Academic SFF

So, over at, this interesting discussion by Michael Underwood of proper levels of SFF for literature courses — from introductory texts at the 100-200 level up to graduate texts at the 600-700 level.

100-200 level—Introductory Texts

These include survey works, which presume zero previous knowledge of a genre. These works serve to introduce common tropes (fantasy = feudal kingdoms, farmboy heroes, brave knights, wise old wizards, etc), story structures (the prophesied hero must take the McGuffin to the Place), and tones (epic fantasy’s elevated tone and archaic dialogue, urban fantasy’s wry wit and snarkiness).
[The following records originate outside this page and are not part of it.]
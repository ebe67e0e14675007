//! Viewport → scale mapping and the style table every card metric is derived from.

use glam::DVec2;

use super::color::{darken, lighten, with_opacity};
use super::types::{DeviceClass, Project};

/// Base metrics, in pixels at `scale == 1`.
#[derive(Clone, Copy, Debug, PartialEq)]
pub struct LayoutParams {
	pub base_width: f64,
	pub base_height: f64,
	pub border: f64,
	pub radius: f64,
	pub padding: f64,
	pub font: f64,
	pub title_font: f64,
	pub description_font: f64,
	pub glow_blur: f64,
	pub hover_glow_blur: f64,
	/// Horizontal page margin around fluid cards.
	pub margin: f64,
	/// Vertical gap between stacked cards.
	pub gap: f64,
	/// Space reserved above the first stacked card for the page header.
	pub header_offset: f64,
}

pub const DESKTOP_LAYOUT: LayoutParams = LayoutParams {
	base_width: 2200.0,
	base_height: 1200.0,
	border: 2.0,
	radius: 32.0,
	padding: 12.0,
	font: 16.0,
	title_font: 24.0,
	description_font: 16.0,
	glow_blur: 20.0,
	hover_glow_blur: 30.0,
	margin: 0.0,
	gap: 0.0,
	header_offset: 0.0,
};

pub const MOBILE_LAYOUT: LayoutParams = LayoutParams {
	base_width: 480.0,
	base_height: 900.0,
	margin: 24.0,
	gap: 16.0,
	header_offset: 220.0,
	..DESKTOP_LAYOUT
};

impl DeviceClass {
	pub fn layout(self) -> &'static LayoutParams {
		match self {
			Self::Desktop => &DESKTOP_LAYOUT,
			Self::Mobile => &MOBILE_LAYOUT,
		}
	}
}

/// `min(w / base_w, h / base_h)`. Deliberately unclamped.
pub fn compute_scale(viewport: DVec2, device: DeviceClass) -> f64 {
	let layout = device.layout();
	(viewport.x / layout.base_width).min(viewport.y / layout.base_height)
}

#[derive(Clone, Debug, PartialEq)]
pub struct StyleSnapshot {
	/// `None` when the card is fluid and sized by its container.
	pub inner_width: Option<f64>,
	/// `None` when the height follows the content.
	pub inner_height: Option<f64>,
	pub border: f64,
	pub radius: f64,
	pub padding: f64,
	pub font: f64,
	pub title_font: f64,
	pub description_font: f64,
	pub glow_blur: f64,
	pub hover_glow_blur: f64,
	pub border_color: String,
	pub background: String,
	/// Fill of the "Team" badge.
	pub badge: String,
	pub opacity: f64,
}

impl StyleSnapshot {
	/// Border plus padding on one side.
	pub fn frame(&self) -> f64 {
		self.border + self.padding
	}

	/// Border-box size, known only for fixed-size cards.
	pub fn outer_size(&self) -> Option<DVec2> {
		let frame = 2.0 * self.frame();
		Some(DVec2::new(
			self.inner_width? + frame,
			self.inner_height? + frame,
		))
	}

	pub fn box_shadow(&self, hovered: bool) -> String {
		let blur = if hovered {
			self.hover_glow_blur
		} else {
			self.glow_blur
		};
		format!("0 0 {blur}px {}", self.border_color)
	}

	pub fn filter(&self, hovered: bool) -> &'static str {
		if hovered {
			"brightness(1.2)"
		} else {
			"brightness(1)"
		}
	}

	/// Height guess for fluid cards before the browser has laid them out:
	/// one title line and two description lines.
	pub fn estimated_height(&self) -> f64 {
		2.0 * self.frame() + self.title_font * 1.25 + self.description_font * 1.4 * 2.0
	}
}

pub fn compute_node_style(
	project: &Project,
	border_color: &str,
	scale: f64,
	device: DeviceClass,
) -> StyleSnapshot {
	let layout = device.layout();
	let fixed = |v: f64| (!device.is_mobile()).then_some(v * scale);
	StyleSnapshot {
		inner_width: fixed(project.width),
		inner_height: fixed(project.height),
		border: layout.border * scale,
		radius: layout.radius * scale,
		padding: layout.padding * scale,
		font: layout.font * scale,
		title_font: layout.title_font * scale,
		description_font: layout.description_font * scale,
		glow_blur: layout.glow_blur * scale,
		hover_glow_blur: layout.hover_glow_blur * scale,
		border_color: border_color.to_string(),
		background: darken(border_color, 40.0),
		badge: lighten(border_color, 20.0),
		opacity: 0.9,
	}
}

#[derive(Clone, Copy, Debug, PartialEq)]
pub struct HeaderStyle {
	pub title_font: f64,
	pub subtitle_font: f64,
	pub icon_size: f64,
	pub title_glow: f64,
	pub icon_glow: f64,
}

impl HeaderStyle {
	/// Text shadow for the title link; empty clears it.
	pub fn title_shadow(&self, lit: bool) -> String {
		if lit {
			format!("0 0 {}px rgba(255, 255, 255, 0.8)", self.title_glow)
		} else {
			String::new()
		}
	}

	pub fn icon_filter(&self, lit: bool) -> String {
		if lit {
			format!("drop-shadow(0 0 {}px rgba(255, 255, 255, 0.8))", self.icon_glow)
		} else {
			String::new()
		}
	}
}

pub fn compute_header_style(scale: f64) -> HeaderStyle {
	HeaderStyle {
		title_font: 48.0 * scale,
		subtitle_font: 16.0 * scale,
		icon_size: 28.0 * scale,
		title_glow: 30.0 * scale,
		icon_glow: 5.0 * scale,
	}
}

/// Accent used when the pointer is over the page title or social links.
pub const ACCENT_COLOR: &str = "#268bd9";

#[derive(Clone, Debug, PartialEq)]
pub struct GlowStyle {
	pub size: f64,
	pub background: String,
	pub box_shadow: String,
	pub hovered: bool,
}

/// Cursor-follower styling: tinted by `color` when over something, white otherwise.
pub fn compute_glow_style(color: Option<&str>, scale: f64) -> GlowStyle {
	let (blur, spread) = (30.0 * scale, 15.0 * scale);
	let (background, shadow) = match color {
		Some(color) => (color.to_string(), with_opacity(color, 0.4)),
		None => (
			"rgba(255, 255, 255, 1)".to_string(),
			"rgba(255, 255, 255, 0.3)".to_string(),
		),
	};
	GlowStyle {
		size: 15.0 * scale,
		background,
		box_shadow: format!("0 0 {blur}px {spread}px {shadow}"),
		hovered: color.is_some(),
	}
}

#[cfg(test)]
mod tests {
	use super::*;
	use crate::components::project_field::types::{DESKTOP_PROJECTS, MOBILE_PROJECTS};

	#[test]
	fn header_glows_scale_and_clear() {
		let h = compute_header_style(0.5);
		assert_eq!(h.title_font, 24.0);
		assert_eq!(h.title_shadow(true), "0 0 15px rgba(255, 255, 255, 0.8)");
		assert_eq!(h.icon_filter(true), "drop-shadow(0 0 2.5px rgba(255, 255, 255, 0.8))");
		assert!(h.title_shadow(false).is_empty());
		assert!(h.icon_filter(false).is_empty());
	}

	#[test]
	fn scale_is_min_of_axis_ratios() {
		let s = compute_scale(DVec2::new(1100.0, 1200.0), DeviceClass::Desktop);
		assert_eq!(s, 0.5);
		let s = compute_scale(DVec2::new(2200.0, 600.0), DeviceClass::Desktop);
		assert_eq!(s, 0.5);
	}

	#[test]
	fn doubling_viewport_doubles_scale() {
		for (w, h) in [(1280.0, 720.0), (1920.0, 1080.0), (375.0, 812.0)] {
			let device = DeviceClass::from_width(w);
			let a = compute_scale(DVec2::new(w, h), device);
			let b = compute_scale(DVec2::new(w * 2.0, h * 2.0), device);
			assert!((b - 2.0 * a).abs() < 1e-12);
		}
	}

	#[test]
	fn scale_is_uncapped() {
		let s = compute_scale(DVec2::new(8800.0, 4800.0), DeviceClass::Desktop);
		assert_eq!(s, 4.0);
	}

	#[test]
	fn linear_metrics_scale_proportionally() {
		let project = &DESKTOP_PROJECTS[0];
		let a = compute_node_style(project, "hsl(0, 70%, 50%)", 0.5, DeviceClass::Desktop);
		let b = compute_node_style(project, "hsl(0, 70%, 50%)", 1.0, DeviceClass::Desktop);
		assert_eq!(a.inner_width.unwrap() * 2.0, b.inner_width.unwrap());
		assert_eq!(a.border * 2.0, b.border);
		assert_eq!(a.radius * 2.0, b.radius);
		assert_eq!(a.title_font * 2.0, b.title_font);
		assert_eq!(a.outer_size().unwrap() * 2.0, b.outer_size().unwrap());
	}

	#[test]
	fn desktop_outer_size_includes_frame() {
		let style = compute_node_style(
			&DESKTOP_PROJECTS[0],
			"hsl(0, 70%, 50%)",
			1.0,
			DeviceClass::Desktop,
		);
		assert_eq!(style.outer_size(), Some(DVec2::new(280.0 + 28.0, 150.0 + 28.0)));
		assert_eq!(style.background, "hsl(0, 70%, 10%)");
		assert_eq!(style.badge, "hsl(0, 70%, 70%)");
		assert_eq!(style.box_shadow(false), "0 0 20px hsl(0, 70%, 50%)");
		assert_eq!(style.box_shadow(true), "0 0 30px hsl(0, 70%, 50%)");
	}

	#[test]
	fn mobile_cards_are_fluid() {
		let style = compute_node_style(
			&MOBILE_PROJECTS[0],
			"hsl(0, 70%, 50%)",
			1.0,
			DeviceClass::Mobile,
		);
		assert_eq!(style.inner_width, None);
		assert_eq!(style.outer_size(), None);
		assert!(style.estimated_height() > 2.0 * style.frame());
	}

	#[test]
	fn glow_follows_hover_color() {
		let neutral = compute_glow_style(None, 1.0);
		assert_eq!(neutral.box_shadow, "0 0 30px 15px rgba(255, 255, 255, 0.3)");
		assert!(!neutral.hovered);
		let tinted = compute_glow_style(Some("hsl(51, 70%, 50%)"), 2.0);
		assert_eq!(tinted.background, "hsl(51, 70%, 50%)");
		assert_eq!(tinted.box_shadow, "0 0 60px 30px hsla(51, 70%, 50%, 0.4)");
		assert_eq!(tinted.size, 30.0);
	}
}
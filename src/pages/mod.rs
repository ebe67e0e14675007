pub mod home;
pub mod not_found;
300-400 level—Core Genre Texts

Texts at this level delve deeply into one or more specific elements of the genre (a more sophisticated magic system, intricate sociological speculation based on a new technology, etc.), expecting the reader to have a solid grounding in order to get the most out of the text’s deep exploration of its topic. They’re the kind of everyday texts an experienced reader of the genre might get excited about, that investigate cool elements of a genre, bringing new ideas to them, without necessarily seeking to operate on a mind-blowing or genre-redefining level.

500-700-level—Graduate-level Texts

These books are capstone works that seek to challenge the fundamental assumptions of their genre. They’re master classes of technique and conceptual ambition, or calls to arms for a revolution in the genre. They tend to be very rare, and have a smaller readership when compared to the introductory texts.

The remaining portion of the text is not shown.